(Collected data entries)
%%
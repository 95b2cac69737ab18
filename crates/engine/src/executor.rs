//! The node executor.
//!
//! Executes one selection of nodes at a time against the shared browser
//! session and store: resolves references and templates, dispatches by
//! node type, applies post-execution effects, and enforces
//! stop-on-error. At most one execution per workflow is in flight; a
//! concurrent attempt fails with `busy`.

use std::sync::Arc;
use std::time::Instant;

use serde::Serialize;
use serde::de::DeserializeOwned;
use serde_json::{Value, json};
use tokio_util::sync::CancellationToken;
use tracing::{debug, info, warn};
use webpilot_ai::{GenerateRequest, RetryStrategy, TextGenerator, retry_generate};
use webpilot_browser::{BrowserSession, ClickTarget};
use webpilot_core::{ExecutionId, WorkflowId};
use webpilot_expression::{ResolveContext, resolve_value};
use webpilot_schema::Schema;
use webpilot_store::StoreBackend;
use webpilot_telemetry::{EventBus, MetricsRegistry, WorkflowEvent};
use webpilot_workflow::{
    AiActConfig, AiExtractConfig, BrowserActionConfig, BrowserOp, BrowserQueryConfig,
    CognitionConfig, ContextConfig, EffectsSpec, Node, NodeConfig, QueryKind, ValidationConfig,
    ValidationRule, Workflow, parse_selection,
};

use crate::context::{ExecutionScope, snapshot_context};
use crate::effects::{apply_create_records, apply_store};
use crate::error::{EngineError, NodeFailure};
use crate::report::{EffectsSummary, ExecutionReport, NodeReport, NodeStatus, RunStatus};

/// The outcome of one node dispatch: an optional result plus effects.
pub(crate) type DispatchOutcome = Result<(Option<Value>, EffectsSummary), NodeFailure>;

/// The node execution engine for one workflow.
///
/// All collaborators are injected; the executor holds no process-global
/// state and owns no threads. Dropping it releases nothing external.
pub struct Executor {
    pub(crate) workflow_id: WorkflowId,
    pub(crate) store: Arc<dyn StoreBackend>,
    pub(crate) session: Arc<BrowserSession>,
    pub(crate) generator: Arc<dyn TextGenerator>,
    pub(crate) events: Arc<EventBus>,
    pub(crate) metrics: Arc<MetricsRegistry>,
    pub(crate) retry: RetryStrategy,
    run_lock: tokio::sync::Mutex<()>,
    active_cancel: parking_lot::Mutex<Option<CancellationToken>>,
    last_report: parking_lot::Mutex<Option<ExecutionReport>>,
}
%%
> **Activity**: Show every line in the records above that contains the word "type".

> **Output**:
//! node type, applies post-execution effects, and enforces
pub(crate) type DispatchOutcome = Result<(Option<Value>, EffectsSummary), NodeFailure>;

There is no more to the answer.